La palabra esperanza aguarda, sin embargo, no para nosotros, que la traicionamos o la dejamos ir, por segunda vez en medio siglo, sino que para las generaciones venideras, si es que algo sobrevive a la incuria mental de los hijos de esta franja, a punto de ahogarse en el tumultuoso Océano Pacífico.
Por Edmundo Moure Rojas
Publicado el 20.10.2022
El 18 de octubre de 2019 nos sorprendió con el fragor de las calles, en una sinfonía estruendosa de pasos y voces y gritos. Nadie había esperado que se abriesen las compuertas de golpe, ni que se vaciaran las aguas de los anhelos de justicia social sin mayores advertencias.
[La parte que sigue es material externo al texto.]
//! Header row initialization for a destination sheet.
//!
//! Writes the header names into row 1 of the sheet unless row 1 already
//! holds something other than a header.

use crate::error::{AppendError, Result};
use crate::models::HeaderStatus;
use crate::store::TabularStore;
use tracing::{debug, info, warn};

/// Write `headers` into row 1 of `sheet`
///
/// Row 1 is overwritten when its first cell is empty or already equals the
/// first header name. Any other content is left alone and reported as
/// [`HeaderStatus::HeadersPresent`].
pub fn initialize_headers<S: TabularStore + ?Sized>(
    store: &S,
    sheet: &str,
    headers: &[String],
) -> Result<HeaderStatus> {
    if !store.has_sheet(sheet)? {
        return Err(AppendError::destination_not_found(sheet));
    }

    let first_cell = store
        .read_rows(sheet, 1, 1)?
        .into_iter()
        .next()
        .and_then(|row| row.into_iter().next())
        .unwrap_or_default();
    debug!("Row 1 of {} starts with {:?}", sheet, first_cell);

    let header_start = headers.first().map(String::as_str).unwrap_or_default();
    if !first_cell.is_empty() && first_cell != header_start {
        warn!("Headers may already exist. First row contains data.");
        return Ok(HeaderStatus::HeadersPresent);
    }

    store.write_block(sheet, 1, &[headers.to_vec()])?;
    info!("Headers set successfully on {}", sheet);
    Ok(HeaderStatus::Written)
}
//! Command implementations for the sheet appender CLI
//!
//! Each command builds the configuration, opens the Parquet workbook and
//! runs one library operation, reporting the result in the chosen format.

use crate::cli::args::{AppendArgs, Args, Commands, CreateSheetArgs, OutputFormat, ShowArgs};
use crate::config::AppendConfig;
use crate::constants::SAMPLE_PAYLOAD;
use crate::models::AppendOutcome;
use crate::processor::AppendProcessor;
use crate::server::{self, AppendResponse};
use crate::store::{ParquetStore, TabularStore};
use anyhow::{Context, Result};
use colored::*;
use std::io::Read;
use std::path::Path;
use tracing::{debug, error, info};

/// Main command runner
///
/// Sets up logging, validates arguments, builds the configuration and
/// dispatches to the selected subcommand.
pub async fn run(args: Args) -> Result<()> {
    setup_logging(&args)?;
    debug!("Command line arguments: {:?}", args);

    args.validate()?;
    let config = args.build_config()?;
    debug!("Loaded configuration: {:?}", config);

    let Some(command) = args.command else {
        return Ok(());
    };

    match command {
        Commands::Append(append_args) => run_append(&append_args, config),
        Commands::Sample(sample_args) => {
            info!("Appending sample payload");
            report_append(
                open_processor(config)?.append(SAMPLE_PAYLOAD),
                sample_args.output_format,
            )
        }
        Commands::InitHeaders => run_init_headers(config),
        Commands::CreateSheet(create_args) => run_create_sheet(&create_args, config),
        Commands::Show(show_args) => run_show(&show_args, config),
        Commands::Serve(_) => {
            let bind_address = config.bind_address.clone();
            let processor = open_processor(config)?;
            println!(
                "{} {}",
                "Serving append endpoint on".bright_green(),
                bind_address.bright_white().bold()
            );
            server::serve(processor, &bind_address)
                .await
                .context("HTTP server failed")
        }
    }
}

/// Set up structured logging based on CLI arguments
fn setup_logging(args: &Args) -> Result<()> {
    use tracing_subscriber::{EnvFilter, fmt, layer::SubscriberExt, util::SubscriberInitExt};

    let log_level = args.get_log_level();

    let filter = EnvFilter::try_from_default_env()
        .unwrap_or_else(|_| EnvFilter::new(format!("sheet_appender={}", log_level)));

    tracing_subscriber::registry()
        .with(filter)
        .with(
            fmt::layer()
                .with_target(false)
                .with_level(true)
                .with_timer(fmt::time::uptime())
                .with_writer(std::io::stderr),
        )
        .try_init()
        .context("Failed to initialize logging")?;

    debug!("Logging initialized at level: {}", log_level);
    Ok(())
}

fn open_store(config: &AppendConfig) -> ParquetStore {
    ParquetStore::new(config.store_path.clone(), config.schema_width)
}

fn open_processor(config: AppendConfig) -> Result<AppendProcessor<ParquetStore>> {
    let store = open_store(&config);
    AppendProcessor::new(store, config).context("Invalid configuration")
}

fn read_payload(input: Option<&Path>) -> Result<String> {
    match input {
        Some(path) if path != Path::new("-") => std::fs::read_to_string(path)
            .with_context(|| format!("Failed to read payload from {}", path.display())),
        _ => {
            let mut payload = String::new();
            std::io::stdin()
                .read_to_string(&mut payload)
                .context("Failed to read payload from stdin")?;
            Ok(payload)
        }
    }
}

fn run_append(args: &AppendArgs, config: AppendConfig) -> Result<()> {
    let payload = read_payload(args.input.as_deref())?;
    let processor = open_processor(config)?;
    report_append(processor.append(&payload), args.output_format)
}

/// Print the outcome of an append; failures are printed and returned
fn report_append(result: crate::Result<AppendOutcome>, format: OutputFormat) -> Result<()> {
    match (result, format) {
        (Ok(outcome), OutputFormat::Json) => {
            print_json(&AppendResponse::ok(outcome.message()))?;
            Ok(())
        }
        (Ok(outcome), OutputFormat::Human) => {
            match &outcome {
                AppendOutcome::NoData => println!("{}", outcome.message().bright_yellow()),
                AppendOutcome::Appended(summary) => {
                    println!("{}", outcome.message().bright_green().bold());
                    println!(
                        "  {} {} (rows {}-{})",
                        "Sheet:".bright_cyan(),
                        summary.sheet.bright_white(),
                        summary.first_row,
                        summary.last_row
                    );
                    if summary.rows_rejected > 0 {
                        println!(
                            "  {} {}",
                            "Rows skipped:".bright_red(),
                            summary.rows_rejected.to_string().bright_red().bold()
                        );
                    }
                }
            }
            Ok(())
        }
        (Err(e), OutputFormat::Json) => {
            error!("Error: {}", e);
            print_json(&AppendResponse::failure(e.to_string()))?;
            Err(e.into())
        }
        (Err(e), OutputFormat::Human) => {
            error!("Error: {}", e);
            Err(e.into())
        }
    }
}

fn print_json<T: serde::Serialize>(value: &T) -> Result<()> {
    println!(
        "{}",
        serde_json::to_string(value).context("Failed to serialize result")?
    );
    Ok(())
}

fn run_init_headers(config: AppendConfig) -> Result<()> {
    let processor = open_processor(config)?;
    let status = processor
        .initialize_headers()
        .context("Error setting headers")?;
    println!("{}", status.message().bright_green());
    Ok(())
}

fn run_create_sheet(args: &CreateSheetArgs, config: AppendConfig) -> Result<()> {
    let sheet = config.sheet_name.clone();
    let processor = open_processor(config)?;
    processor
        .store()
        .create_sheet(&sheet)
        .with_context(|| format!("Failed to create sheet \"{}\"", sheet))?;
    println!(
        "{} {} in {}",
        "Sheet ready:".bright_green(),
        sheet.bright_white().bold(),
        processor.store().root().display()
    );

    if args.with_headers {
        let status = processor
            .initialize_headers()
            .context("Error setting headers")?;
        println!("{}", status.message().bright_green());
    }
    Ok(())
}

fn run_show(args: &ShowArgs, config: AppendConfig) -> Result<()> {
    let store = open_store(&config);
    let sheet = config.sheet_name.as_str();
    let last_row = store
        .last_row(sheet)
        .with_context(|| format!("Failed to read sheet \"{}\"", sheet))?;
    let count = args
        .count
        .unwrap_or_else(|| last_row.saturating_sub(args.start.saturating_sub(1)));
    let rows = store.read_rows(sheet, args.start, count)?;

    match args.output_format {
        OutputFormat::Json => print_json(&rows)?,
        OutputFormat::Human => {
            println!(
                "{} {} ({} of {} rows)",
                "Sheet".bright_cyan(),
                sheet.bright_white().bold(),
                rows.len(),
                last_row
            );
            for (offset, row) in rows.iter().enumerate() {
                println!(
                    "{:>6}  {}",
                    (args.start + offset).to_string().bright_black(),
                    row.join(" | ")
                );
            }
        }
    }
    Ok(())
}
No habíamos ganado una elección presidencial, como en 1970; tampoco habíamos articulado un movimiento de masas en pro de un ascenso al poder político.
Era el ciudadano común, el que trabaja de sol a sol, el que padece el yugo del trabajo asalariado solo para procurar el sustento de los suyos; el que ha vivido generaciones de promesas incumplidas y sueños abortados; el abuelo o la abuela que el domingo 4 de septiembre de 1970 votó por Salvador Allende; el hijo y la hija, el nieto y la nieta, los vástagos tecnologizados del siglo XXI, que repetían, con matices renovados, el sueño del socialismo democrático.
Así, el torrente pareció incontrarrestable. Temblaron los poderes de turno; pareció desplomarse el sátrapa de la derecha, el empresario venal que días atrás había comparado a Chile con un oasis. Pobre de ideas, paupérrimo de metáforas, ignaro frente a la historia, titubeó, quiso refugiarse en las fuerzas armadas, el gendarme permanente de la oligarquía.
No encontró el apoyo esperado. Recurriendo al expediente artero de las promesas que se saben incumplidas de antemano, anunció paliativos y mejoras. El movimiento insurreccional y contestatario no creyó en sus discursos sibilinos. El plinto donde se erigía su propia estatua de gobernante fantoche, comenzó a hundirse en los detritos palaciegos. El asesor presidencial, Confucio de las transnacionales, Cristián Larroulet, estaba fuera de sí, había perdido la cínica compostura que lo caracteriza.
¿Qué aconsejar cuando todo pareciera venirse abajo?
Las monedas tintineantes
La providencial salvación llegó de manos de adversarios de la oposición y de algunos díscolos oportunistas de la derecha, como Mario Desbordes y José Manuel Ossandón. El actual presidente, entonces diputado, Gabriel Boric, mostró los primeros rasgos de ingenuidad política, ofreciéndose mediador de un «generoso acuerdo».
El ardid conciliador de los aparentes derrotados le hizo caer en la trampa; lo secundó el senador Guido Girardi, cantamañanas de la izquierda acomodada. Sebastián Piñera, que posee escasa inteligencia de estadista, hizo gala de su astucia de especulador a todo trance.
Desde la bandeja de plata que le ofrecían, extrajo la mayor y más mentirosa de las proposiciones: la de proveer las herramientas cívicas necesarias para una nueva Constitución que reemplazaría la espuria de Pinochet-Guzmán-Ortúzar, posibilitando los cambios estructurales que la ciudadanía, empoderada en las calles, clamaba.
Cuando creíamos al borde de la defenestración a Piñera y los suyos, el virus letal y silencioso del Covid-19 vino en su ayuda, como una peste invocada desde el averno. Las movilizaciones sociales, desprovistas de orgánica política, de esa claridad de acción (praxis) que nos enseñara Gramsci, se fueron apagando, una a una, como las llamas debilitadas de un velorio.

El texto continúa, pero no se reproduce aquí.